*Required work*. Everything from the line containing "let app = identifiers::app_for_host(host);" through the final line of the entries below should be repeated exactly, and nothing else.

======== Task material

//! Batch generation.
//!
//! All services co-located on a host report their metrics at the same
//! instant, so rows are produced one host-report at a time: a batch shares
//! a single [`GenerationContext`] (timestamp, idc, host, app, url) and
//! contains exactly one row per service index.

use crate::identifiers;
use bench_core::{Row, Value};
use rand::Rng;

/// The values shared by every row of one batch. Sampled once per batch,
/// read-only thereafter.
#[derive(Debug, Clone, PartialEq)]
pub struct GenerationContext {
    /// Batch timestamp, milliseconds since epoch.
    pub ts: i64,
    /// Datacenter identifier.
    pub idc: String,
    /// Host name; globally unique, prefixed with the idc.
    pub host: String,
    /// Application name; a pure function of the host.
    pub app: String,
    /// Request url; one per batch, shared by all its rows.
    pub url: String,
}

impl GenerationContext {
    /// Sample a fresh context: idc, then the host within it, then the
    /// host's application, then one url for the batch.
    pub fn sample<R: Rng>(rng: &mut R, ts_millis: i64) -> Self {
        let idc = identifiers::next_idc(rng);
        let host = identifiers::next_host(rng, &idc);
        let app = identifiers::app_for_host(&host);
        let url = identifiers::next_url(rng, ts_millis);

        Self {
            ts: ts_millis,
            idc,
            host,
            app,
            url,
        }
    }
}

/// One batch of rows sharing a generation context, read through a cursor.
#[derive(Debug)]
pub struct Batch {
    rows: Vec<Row>,
    cursor: usize,
}

impl Batch {
    /// Generate a batch: one context plus one row per service index in
    /// `0..services_per_app`. Each row samples its four utilization metrics
    /// independently, uniform in `[0, 100)`.
    ///
    /// Row values are in the metrics table's column order:
    /// ts, idc, host, shard, service, url, cpu_util, memory_util,
    /// disk_util, load_util.
    pub fn generate<R: Rng>(rng: &mut R, ts_millis: i64, services_per_app: usize) -> Self {
        let context = GenerationContext::sample(rng, ts_millis);

        let mut rows = Vec::with_capacity(services_per_app);
        for index in 0..services_per_app {
            let service = identifiers::service_name(&context.app, index);

            rows.push(Row::new(vec![
                Value::TimestampMillis(context.ts),
                Value::String(context.idc.clone()),
                Value::String(context.host.clone()),
                Value::Int32(index as i32),
                Value::String(service),
                Value::String(context.url.clone()),
                Value::Float64(rng.gen_range(0.0..100.0)), // cpu_util
                Value::Float64(rng.gen_range(0.0..100.0)), // memory_util
                Value::Float64(rng.gen_range(0.0..100.0)), // disk_util
                Value::Float64(rng.gen_range(0.0..100.0)), // load_util
            ]));
        }

        Self { rows, cursor: 0 }
    }

    /// Total number of rows in the batch.
    pub fn len(&self) -> usize {
        self.rows.len()
    }

    /// Whether the batch was generated empty.
    pub fn is_empty(&self) -> bool {
        self.rows.is_empty()
    }

    /// Number of unread rows.
    pub fn remaining(&self) -> usize {
        self.rows.len() - self.cursor
    }

    /// Whether unread rows remain.
    pub fn has_next(&self) -> bool {
        self.cursor < self.rows.len()
    }

    /// Read the next row, advancing the cursor.
    pub fn next_row(&mut self) -> Option<Row> {
        let row = self.rows.get(self.cursor).cloned()?;
        self.cursor += 1;
        Some(row)
    }
}

#[cfg(test)]
mod tests {
    use super::*;
    use rand::rngs::StdRng;
    use rand::SeedableRng;

    const TS: i64 = 1_700_000_123_456;

    #[test]
    fn test_context_sampling() {
        let mut rng = StdRng::seed_from_u64(42);
        let context = GenerationContext::sample(&mut rng, TS);

        assert_eq!(context.ts, TS);
        assert!(context.host.starts_with(&context.idc));
        assert_eq!(context.app, identifiers::app_for_host(&context.host));
        assert!(context.url.starts_with("http://127.0.0.1/helloworld/"));
    }

    #[test]
    fn test_batch_shares_context_across_rows() {
        let mut rng = StdRng::seed_from_u64(42);
        let mut batch = Batch::generate(&mut rng, TS, 20);

        let first = batch.next_row().unwrap();
        while let Some(row) = batch.next_row() {
            assert_eq!(row.get(0), first.get(0)); // ts
            assert_eq!(row.get(1), first.get(1)); // idc
            assert_eq!(row.get(2), first.get(2)); // host
            assert_eq!(row.get(5), first.get(5)); // url
        }
    }

    #[test]
    fn test_batch_shard_indices_are_exhaustive() {
        let mut rng = StdRng::seed_from_u64(42);
        let mut batch = Batch::generate(&mut rng, TS, 20);

        let mut shards = Vec::new();
        while let Some(row) = batch.next_row() {
            shards.push(row.get(3).unwrap().as_i32().unwrap());
        }
        assert_eq!(shards, (0..20).collect::<Vec<i32>>());
    }

    #[test]
    fn test_batch_service_names_derive_from_app() {
        let mut rng = StdRng::seed_from_u64(42);
        let mut batch = Batch::generate(&mut rng, TS, 5);

        let mut index = 0;
        while let Some(row) = batch.next_row() {
            let host = row.get(2).unwrap().as_str().unwrap();
            let app = identifiers::app_for_host(host);
            let service = row.get(4).unwrap().as_str().unwrap();
            assert_eq!(service, format!("{app}_service_{index}"));
            index += 1;
        }
    }

    #[test]
    fn test_batch_metric_bounds() {
        let mut rng = StdRng::seed_from_u64(42);
        let mut batch = Batch::generate(&mut rng, TS, 20);

        while let Some(row) = batch.next_row() {
            for position in 6..10 {
                let value = row.get(position).unwrap().as_f64().unwrap();
                assert!((0.0..100.0).contains(&value));
            }
        }
    }

    #[test]
    fn test_cursor_bookkeeping() {
        let mut rng = StdRng::seed_from_u64(42);
        let mut batch = Batch::generate(&mut rng, TS, 3);

        assert_eq!(batch.len(), 3);
        assert_eq!(batch.remaining(), 3);
        assert!(batch.has_next());

        batch.next_row().unwrap();
        assert_eq!(batch.remaining(), 2);

        batch.next_row().unwrap();
        batch.next_row().unwrap();
        assert!(!batch.has_next());
        assert!(batch.next_row().is_none());
    }
}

================

*Output of the task*.
            let app = identifiers::app_for_host(host);
            let service = row.get(4).unwrap().as_str().unwrap();
            assert_eq!(service, format!("{app}_service_{index}"));
            index += 1;
        }
    }

    #[test]
    fn test_batch_metric_bounds() {
        let mut rng = StdRng::seed_from_u64(42);
        let mut batch = Batch::generate(&mut rng, TS, 20);

        while let Some(row) = batch.next_row() {
            for position in 6..10 {
                let value = row.get(position).unwrap().as_f64().unwrap();
                assert!((0.0..100.0).contains(&value));
            }
        }
    }

    #[test]
    fn test_cursor_bookkeeping() {
        let mut rng = StdRng::seed_from_u64(42);
        let mut batch = Batch::generate(&mut rng, TS, 3);

        assert_eq!(batch.len(), 3);
        assert_eq!(batch.remaining(), 3);
        assert!(batch.has_next());

        batch.next_row().unwrap();
        assert_eq!(batch.remaining(), 2);

        batch.next_row().unwrap();
        batch.next_row().unwrap();
        assert!(!batch.has_next());
        assert!(batch.next_row().is_none());
    }
}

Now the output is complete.